- **What to work on**:
From the entries below, report only the number of lines that contain the word "OffloadConfig".

Stored data:
----

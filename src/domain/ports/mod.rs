//! Trait definitions for external collaborators.
//!
//! Implementations live in `crate::infrastructure`; mocks are generated with
//! `mockall` for unit tests.

pub mod link_api;

pub use link_api::LinkApi;

#[cfg(test)]
pub use link_api::MockLinkApi;
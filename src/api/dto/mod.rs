//! Data Transfer Objects for the shortening service's JSON contract.
//!
//! DTOs mirror the wire format exactly and convert into domain entities with
//! `From` impls. Optional fields accept both `null` and absence.

pub mod error;
pub mod health;
pub mod link_info;
pub mod shorten;

pub use error::ErrorResponse;
pub use health::HealthResponse;
pub use link_info::LinkInfoResponse;
pub use shorten::{ShortenRequest, ShortenResponse};
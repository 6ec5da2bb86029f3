//! Workflow services for the application layer.

pub mod link_workflow;

pub use link_workflow::{CREATE_FALLBACK_MESSAGE, LOOKUP_FALLBACK_MESSAGE, LinkWorkflow};
//! Error taxonomy for the link workflow.
//!
//! Every failure is one of three kinds and is reduced to a single display
//! string at the workflow boundary with [`ClientError::display_message`].

use thiserror::Error;

/// Generic message shown when the exchange with the service did not complete.
pub const TRANSPORT_FALLBACK_MESSAGE: &str = "request failed, please try again later";

#[derive(Debug, Clone, PartialEq, Eq, Error)]
pub enum ClientError {
    /// A required field was empty after trimming. Never reaches the network.
    #[error("{message}")]
    Validation { message: String },

    /// The service answered with a non-2xx status.
    #[error("service responded with status {status}")]
    Service {
        status: u16,
        /// Human-readable message from the error body, when one was present.
        message: Option<String>,
    },

    /// Connection failure, timeout, or a response that could not be decoded.
    #[error("transport error: {0}")]
    Transport(String),
}

impl ClientError {
    pub fn validation(message: impl Into<String>) -> Self {
        Self::Validation {
            message: message.into(),
        }
    }

    pub fn service(status: u16, message: Option<String>) -> Self {
        Self::Service { status, message }
    }

    pub fn transport(detail: impl Into<String>) -> Self {
        Self::Transport(detail.into())
    }

    /// Reduces the error to the string shown to the end user.
    ///
    /// Service errors prefer the service-supplied message and fall back to
    /// `fallback` (e.g. `"create failed"`). Transport errors always use
    /// [`TRANSPORT_FALLBACK_MESSAGE`]; their detail is for logs only.
    pub fn display_message(&self, fallback: &str) -> String {
        match self {
            ClientError::Validation { message } => message.clone(),
            ClientError::Service {
                message: Some(message),
                ..
            } if !message.trim().is_empty() => message.clone(),
            ClientError::Service { .. } => fallback.to_string(),
            ClientError::Transport(_) => TRANSPORT_FALLBACK_MESSAGE.to_string(),
        }
    }
}

impl From<reqwest::Error> for ClientError {
    fn from(e: reqwest::Error) -> Self {
        if e.is_timeout() {
            ClientError::Transport(format!("request timed out: {e}"))
        } else if e.is_decode() {
            ClientError::Transport(format!("malformed response body: {e}"))
        } else {
            ClientError::Transport(e.to_string())
        }
    }
}
//! Domain layer: entities and ports.
//!
//! - [`entities`] - Requests, results and interaction state
//! - [`ports`] - Interface to the remote shortening service
//!
//! The domain layer has no dependency on the HTTP client or the presentation
//! layer.

pub mod entities;
pub mod ports;
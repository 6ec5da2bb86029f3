//! Wire contract of the remote shortening service.
//!
//! # Endpoints
//!
//! - `POST /api/v1/shorten` - create a short link
//! - `GET /api/v1/links/{code}` - link metadata
//! - `GET /healthz` - health check
//!
//! Paths are given as segments relative to the configured base URL so that a
//! base with a path prefix (e.g. `https://host/shortener/`) keeps its prefix.

pub mod dto;

pub const SHORTEN_PATH: &[&str] = &["api", "v1", "shorten"];
pub const LINKS_PATH: &[&str] = &["api", "v1", "links"];
pub const HEALTH_PATH: &[&str] = &["healthz"];
//! Launch configuration contract.
//!
//! The launcher owns its configuration type. This module defines the
//! narrow view offload resolution needs ([`OffloadConfig`]) plus a ready
//! made implementation ([`LaunchConfig`]) for callers without their own.

use serde::{Deserialize, Serialize};
use std::collections::BTreeMap;
use std::fmt;
use std::str::FromStr;

/// Rendering backend the launched application is configured to use.
#[derive(Debug, Clone, Copy, PartialEq, Eq, Hash, Default, Serialize, Deserialize)]
pub enum Renderer {
    OpenGL,
    #[default]
    D3D11,
    D3D11FL10,
    Vulkan,
}

impl Renderer {
    /// Vulkan picks the right device by itself on multi-GPU hosts.
    pub const fn is_vulkan(self) -> bool {
        matches!(self, Self::Vulkan)
    }

    pub const fn as_str(self) -> &'static str {
        match self {
            Self::OpenGL => "OpenGL",
            Self::D3D11 => "D3D11",
            Self::D3D11FL10 => "D3D11FL10",
            Self::Vulkan => "Vulkan",
        }
    }
}

impl fmt::Display for Renderer {
    fn fmt(&self, f: &mut fmt::Formatter<'_>) -> fmt::Result {
        f.write_str(self.as_str())
    }
}

impl FromStr for Renderer {
    type Err = String;

    fn from_str(s: &str) -> Result<Self, Self::Err> {
        match s.trim().to_ascii_lowercase().as_str() {
            "opengl" => Ok(Self::OpenGL),
            "d3d11" => Ok(Self::D3D11),
            "d3d11fl10" => Ok(Self::D3D11FL10),
            "vulkan" => Ok(Self::Vulkan),
            other => Err(format!(
                "unknown renderer '{other}' (expected OpenGL, D3D11, D3D11FL10 or Vulkan)"
            )),
        }
    }
}

/// What offload resolution reads from, and writes to, a launch configuration.
///
/// Only the environment mapping is ever mutated. Services take the
/// configuration by value and hand it back, so the caller observes every
/// change through the returned value.
pub trait OffloadConfig {
    /// Environment variables the launcher will set for the application.
    fn env(&self) -> &BTreeMap<String, String>;

    /// Mutable access to the environment mapping.
    fn env_mut(&mut self) -> &mut BTreeMap<String, String>;

    /// Configured rendering backend.
    fn renderer(&self) -> Renderer;

    /// A graphics API translation layer (DXVK) is active.
    fn translation_layer(&self) -> bool;

    /// Raw forced-GPU directive; empty disables offload selection.
    fn forced_gpu(&self) -> &str;
}

/// Default launch configuration.
#[derive(Debug, Clone, Default, PartialEq, Eq, Serialize, Deserialize)]
#[serde(default)]
pub struct LaunchConfig {
    /// Environment for the launched application.
    pub env: BTreeMap<String, String>,
    /// Rendering backend.
    pub renderer: Renderer,
    /// DXVK translation layer enabled.
    pub dxvk: bool,
    /// `integrated`, `prime-discrete`, a `vendor:device` id, a device index, or empty.
    pub forced_gpu: String,
}

impl LaunchConfig {
    pub fn new(forced_gpu: impl Into<String>) -> Self {
        Self {
            forced_gpu: forced_gpu.into(),
            ..Self::default()
        }
    }

    #[must_use]
    pub const fn with_renderer(mut self, renderer: Renderer) -> Self {
        self.renderer = renderer;
        self
    }

    #[must_use]
    pub const fn with_dxvk(mut self, dxvk: bool) -> Self {
        self.dxvk = dxvk;
        self
    }

    /// Pre-set an environment variable.
    #[must_use]
    pub fn with_env(mut self, key: impl Into<String>, value: impl Into<String>) -> Self {
        self.env.insert(key.into(), value.into());
        self
    }
}

impl OffloadConfig for LaunchConfig {
    fn env(&self) -> &BTreeMap<String, String> {
        &self.env
    }

    fn env_mut(&mut self) -> &mut BTreeMap<String, String> {
        &mut self.env
    }

    fn renderer(&self) -> Renderer {
        self.renderer
    }

    fn translation_layer(&self) -> bool {
        self.dxvk
    }

    fn forced_gpu(&self) -> &str {
        &self.forced_gpu
    }
}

----

- **Response for this exercise**:
3